Digital strategy: the new toolkit for decision-makers
The very first stages of digital transformation give rise to a tricky question: how to create, from strategy, the list of specific projects to carry out? Here’s my toolkit.
We argue a lot about vocabulary: “digital” strategy, “operational” strategy? Essentially, words are not important! In the context of transformation, what matters is that the company’s strategy will have to be broken down into concrete projects to be implemented. It’s all about what happens in the field, with projects which will enable businesses to seek out technological opportunities which can be used in the service of business challenges.
So how, in concrete terms, can we use “strategy” to identify the digital projects which will serve the strategy itself? How can we construct the best ever wish list?
There are many tools to make the task easier for decision-makers. I’ve summarised the main tools for you, bearing in mind that we must develop in a world of efficiency, iteration and agility.
1 – “Points of view” of the digital transformation
To identify and prioritise the digital transformation initiatives and projects to be undertaken, each organisation within the company can lead different co-design sequences. This organisation method enables a development process to be carried out for a product or service (often innovative), involving the end user and all stakeholders. It takes into account the different “points of view” of the end client or user, the company, working methods, technologies and new habits.
In a nutshell, let’s say that the client’s point of view allows us to identify projects to better respond to new requirements from the client: simplified and optimised client pathway, transparency, proximity, personalisation, omnichannel, speed and quality of delivery, safety and, lastly, the right price. The company’s point of view helps to identify projects which respond to internal requirements for adaptation to the rules of the digital world: significantly affected employees; management required to develop and implement new governance; culture which must be updated to incorporate digital culture along with the need to change constantly and to welcome new talent.

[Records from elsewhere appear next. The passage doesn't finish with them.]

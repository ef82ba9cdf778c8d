use crate::blocking::BlockRegistry;
use crate::clock::Clock;
use crate::domain::extract_domain;
use crate::error::AppError;
use crate::models::{BlockStatus, ViolationLog, ViolationLogEntry};
use crate::store::Store;
use crate::tracker::ActiveSessionTracker;
use log::{error, info};
use std::sync::Arc;

/// What the browser reported changing on a tab.
#[derive(Debug, Clone, Default, PartialEq, Eq)]
pub struct TabChange {
    /// Load status, e.g. `"loading"` or `"complete"`
    pub status: Option<String>,
    /// New URL, present only when the URL changed
    pub url: Option<String>,
}

impl TabChange {
    fn is_navigation(&self) -> bool {
        self.status.as_deref() == Some("loading") || self.url.is_some()
    }
}

#[derive(Debug, Clone, PartialEq, Eq)]
pub enum NavigationOutcome {
    /// Not a navigation; nothing was done
    Ignored,
    /// The tab must be sent to the blocked page
    Redirect { tab_id: i64, url: String },
    /// Navigation allowed
    Allowed,
}

/// Decides on every tab update whether the navigation is blocked.
pub struct NavigationGuard {
    registry: BlockRegistry,
    store: Store,
    clock: Arc<dyn Clock>,
    blocked_page: String,
    log_cap: usize,
}

impl NavigationGuard {
    pub fn new(registry: BlockRegistry, store: Store, blocked_page: &str, log_cap: usize) -> Self {
        let clock = Arc::clone(store.clock());
        Self {
            registry,
            store,
            clock,
            blocked_page: blocked_page.to_string(),
            log_cap,
        }
    }

    /// Handle a tab update for `tab_id`, whose current URL is `tab_url`.
    ///
    /// Blocked navigations are logged before the redirect is returned and are
    /// not passed to the tracker, so they never count as usage. Allowed URL
    /// changes on the tracked tab move the tracker to the new domain.
    pub fn on_tab_updated(
        &self,
        tab_id: i64,
        change: &TabChange,
        tab_url: Option<&str>,
        tracker: &mut ActiveSessionTracker,
    ) -> Result<NavigationOutcome, AppError> {
        if !change.is_navigation() {
            return Ok(NavigationOutcome::Ignored);
        }

        let url = tab_url.or(change.url.as_deref());
        if let Some(domain) = url.and_then(extract_domain) {
            if let BlockStatus::Blocked(kind) = self.registry.is_blocked(&domain)? {
                let entry = ViolationLogEntry {
                    domain,
                    timestamp: self.clock.now_millis(),
                    kind,
                };
                info!("Blocked navigation to {} ({kind:?}) in tab {tab_id}", entry.domain);
                if let Err(e) = ViolationLog::append(&self.store, entry, self.log_cap) {
                    error!("Failed to log violation in tab {tab_id}: {e}");
                }
                return Ok(NavigationOutcome::Redirect {
                    tab_id,
                    url: self.blocked_page.clone(),
                });
            }
        }

        if tracker.active_tab_id() == Some(tab_id) && change.url.is_some() {
            tracker.switch_to(tab_id, url);
        }

        Ok(NavigationOutcome::Allowed)
    }
}
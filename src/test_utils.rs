//! Shared test utilities for Focus Guard.
//!
//! This module provides common setup functions used across test modules.

#![cfg(test)]

use crate::clock::{Clock, ManualClock};
use crate::db::{migrations, Database};
use crate::store::Store;
use std::sync::{Arc, Mutex};
use tempfile::{tempdir, TempDir};

/// 2025-09-21T08:00:00Z, the instant every test clock starts at.
pub const TEST_START_MS: i64 = 1_758_441_600_000;

/// Local date matching [`TEST_START_MS`] for the test clock.
pub const TEST_DATE: &str = "2025-09-21";

/// Create a temporary test database with migrations applied.
///
/// Returns a tuple of (Database, TempDir). The TempDir must be kept alive
/// for the duration of the test to prevent the database file from being deleted.
pub fn setup_test_db() -> (Database, TempDir) {
    let dir = tempdir().expect("Failed to create temp directory for test DB");
    let db_path = dir.path().join("test.db");
    let db = Database::open(&db_path).expect("Failed to open test database");
    migrations::run(db.connection()).expect("Failed to run migrations on test DB");
    (db, dir)
}

/// Create a store over a fresh test database, driven by a manual clock.
pub fn setup_test_store() -> (Store, Arc<ManualClock>, TempDir) {
    let (db, dir) = setup_test_db();
    let clock = Arc::new(ManualClock::new(TEST_START_MS, TEST_DATE));
    let store_clock: Arc<dyn Clock> = Arc::<ManualClock>::clone(&clock);
    let store = Store::new(Arc::new(Mutex::new(db)), store_clock);
    (store, clock, dir)
}
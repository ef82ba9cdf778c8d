pub mod schema;
pub mod migrations;
pub mod helpers;
pub use helpers::{read_value, write_value};

use rusqlite::{Connection, Result};
use std::path::Path;

pub struct Database {
    conn: Connection,
}

impl Database {
    pub fn open(path: &Path) -> Result<Self> {
        let conn = Connection::open(path)?;
        Ok(Self { conn })
    }

    pub fn connection(&self) -> &Connection {
        &self.conn
    }
}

The contributions made by new technologies are critical: before they were mastered by IT professionals; today, they are increasingly mastered by professions, users and clients, who thereby become informed users themselves.

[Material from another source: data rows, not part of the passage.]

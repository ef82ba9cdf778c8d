use crate::constants::{MAX_BLOCK_MINUTES, MAX_DOMAIN_LEN, MAX_FOCUS_DOMAINS, MAX_PIN_LEN};
use crate::domain::extract_domain;
use crate::error::AppError;
use chrono::NaiveDate;

/// Validate a block duration in minutes.
pub fn validate_duration_minutes(duration_minutes: i64) -> Result<i64, AppError> {
    if duration_minutes <= 0 {
        return Err(AppError::invalid("durationMinutes", "must be positive"));
    }
    if duration_minutes > MAX_BLOCK_MINUTES {
        return Err(AppError::invalid(
            "durationMinutes",
            format!("cannot exceed {MAX_BLOCK_MINUTES} minutes"),
        ));
    }
    Ok(duration_minutes)
}

/// Validate a domain typed or sent by the UI and return its canonical key.
///
/// Accepts bare hosts (`youtube.com`) as well as full URLs.
pub fn validate_domain(domain: &str) -> Result<String, AppError> {
    let trimmed = domain.trim();
    if trimmed.is_empty() {
        return Err(AppError::invalid("domain", "cannot be empty"));
    }
    let key = extract_domain(trimmed)
        .ok_or_else(|| AppError::invalid("domain", format!("'{trimmed}' has no host")))?;
    if key.len() > MAX_DOMAIN_LEN {
        return Err(AppError::invalid(
            "domain",
            format!("cannot exceed {MAX_DOMAIN_LEN} characters"),
        ));
    }
    Ok(key)
}

/// Validate the domain list of a focus session. Duplicates are collapsed.
pub fn validate_domains(domains: &[String]) -> Result<Vec<String>, AppError> {
    if domains.is_empty() {
        return Err(AppError::invalid("domains", "at least one domain required"));
    }
    if domains.len() > MAX_FOCUS_DOMAINS {
        return Err(AppError::invalid(
            "domains",
            format!("cannot exceed {MAX_FOCUS_DOMAINS} entries"),
        ));
    }

    let mut keys: Vec<String> = Vec::with_capacity(domains.len());
    for domain in domains {
        let key = validate_domain(domain)?;
        if !keys.contains(&key) {
            keys.push(key);
        }
    }
    Ok(keys)
}

/// Validate a PIN entered on the dashboard gate. The PIN is returned as entered.
pub fn validate_pin(pin: &str) -> Result<&str, AppError> {
    if pin.trim().is_empty() {
        return Err(AppError::invalid("pin", "cannot be empty"));
    }
    if pin.len() > MAX_PIN_LEN {
        return Err(AppError::invalid(
            "pin",
            format!("cannot exceed {MAX_PIN_LEN} characters"),
        ));
    }
    Ok(pin)
}

/// Validate a report date (`YYYY-MM-DD`).
pub fn validate_date(date: &str) -> Result<&str, AppError> {
    let date = date.trim();
    NaiveDate::parse_from_str(date, "%Y-%m-%d")
        .map_err(|_| AppError::invalid("date", "must be in YYYY-MM-DD format"))?;
    // chrono accepts unpadded fields, the ledger keys are always padded
    if date.len() != 10 {
        return Err(AppError::invalid("date", "must be in YYYY-MM-DD format"));
    }
    Ok(date)
}

#[cfg(test)]
mod tests {
    use super::*;

    #[test]
    fn test_validate_duration_minutes_valid() {
        assert_eq!(validate_duration_minutes(25).unwrap(), 25);
        assert!(validate_duration_minutes(MAX_BLOCK_MINUTES).is_ok());
    }

    #[test]
    fn test_validate_duration_minutes_zero_or_negative() {
        assert!(validate_duration_minutes(0).is_err());
        assert!(validate_duration_minutes(-5).is_err());
    }

    #[test]
    fn test_validate_duration_minutes_too_large() {
        assert!(validate_duration_minutes(MAX_BLOCK_MINUTES + 1).is_err());
    }

    #[test]
    fn test_validate_domain_normalizes() {
        assert_eq!(validate_domain("  YouTube.com ").unwrap(), "youtube.com");
        assert_eq!(validate_domain("https://www.reddit.com/r/rust").unwrap(), "reddit.com");
    }

    #[test]
    fn test_validate_domain_invalid() {
        assert!(validate_domain("").is_err());
        assert!(validate_domain("   ").is_err());
        assert!(validate_domain("about:blank").is_err());
        assert!(validate_domain(&"a".repeat(MAX_DOMAIN_LEN + 1)).is_err());
    }

    #[test]
    fn test_validate_domains_dedups() {
        let domains = vec!["a.com".to_string(), "www.a.com".to_string(), "b.com".to_string()];
        assert_eq!(validate_domains(&domains).unwrap(), vec!["a.com", "b.com"]);
    }

    #[test]
    fn test_validate_domains_empty() {
        assert!(validate_domains(&[]).is_err());
    }

    #[test]
    fn test_validate_domains_rejects_bad_entry() {
        let domains = vec!["a.com".to_string(), " ".to_string()];
        assert!(validate_domains(&domains).is_err());
    }

    #[test]
    fn test_validate_pin() {
        assert_eq!(validate_pin(" 1234 ").unwrap(), " 1234 ");
        assert!(validate_pin("").is_err());
        assert!(validate_pin(&"9".repeat(MAX_PIN_LEN + 1)).is_err());
    }

    #[test]
    fn test_validate_date() {
        assert!(validate_date("2025-09-21").is_ok());
        assert!(validate_date("2025-9-21").is_err());
        assert!(validate_date("2025-13-01").is_err());
        assert!(validate_date("yesterday").is_err());
    }
}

Lastly, new habits must be taken into consideration with client experiences, the links between the company and its ecosystem and also the collaborative and cognitive side of things.
2 – New methods of innovation
An innovation process is essential to go beyond the experiences which have already been implemented or even to come up with disruptive ideas. Again, there are a wide range of tools for this – I encourage you to read the article “Digital Innovation: making new from old?” on this blog in the next few days. For example, the disruptive innovation method enables users to come up with and, in particular, to select and test ideas. The actions to be taken to generate a coherent model in relation to the company’s field of innovation include: creation of your “digital assessment”, decision on the key elements of the company’s DNA and identification of the preferred strategic direction.The user is at the heart of this method. Involved at all stages, the user helps to identify the functionalities to be developed, along with the levels of reliability and finishing expected to begin testing.
3 – The “co-design/MVP” cycle
The “co-design/MVP” (Minimum Viable Product) cycle enables businesses to choose an idea and to approve the go/no go testing for a project within one or two months. The implementation is made more secure by the initial involvement of all stakeholders during the co-design sequences and by listening to feedback from a focus group representing target users. This cycle is implemented by a multidisciplinary transformation team.
4 – The Digital Value Grid
Last but not least (since I’ve had the pleasure of creating it with the Sopra Steria Consulting teams), the Digital Value Grid (DVG) is quite an innovative tool for decision making. It is a comprehensive methodology to create a grid of digital transformation projects based on the company’s attributes and its market. Specifically, this tool for decision making enables businesses to choose where to focus their efforts, based on business issues and the range of available technologies. By combining these two fields, it is possible to translate the overall strategy into issues which are then broken down into digital projects.
In short, it’s clear that you are not powerless when it comes to creating a list of projects to be undertaken for your digital transformation, far from it! With this toolkit, men and women of the company interact to build a truly effective, agile and iterative digital strategy. New technologies are there to make it easier to unleash our ambitions.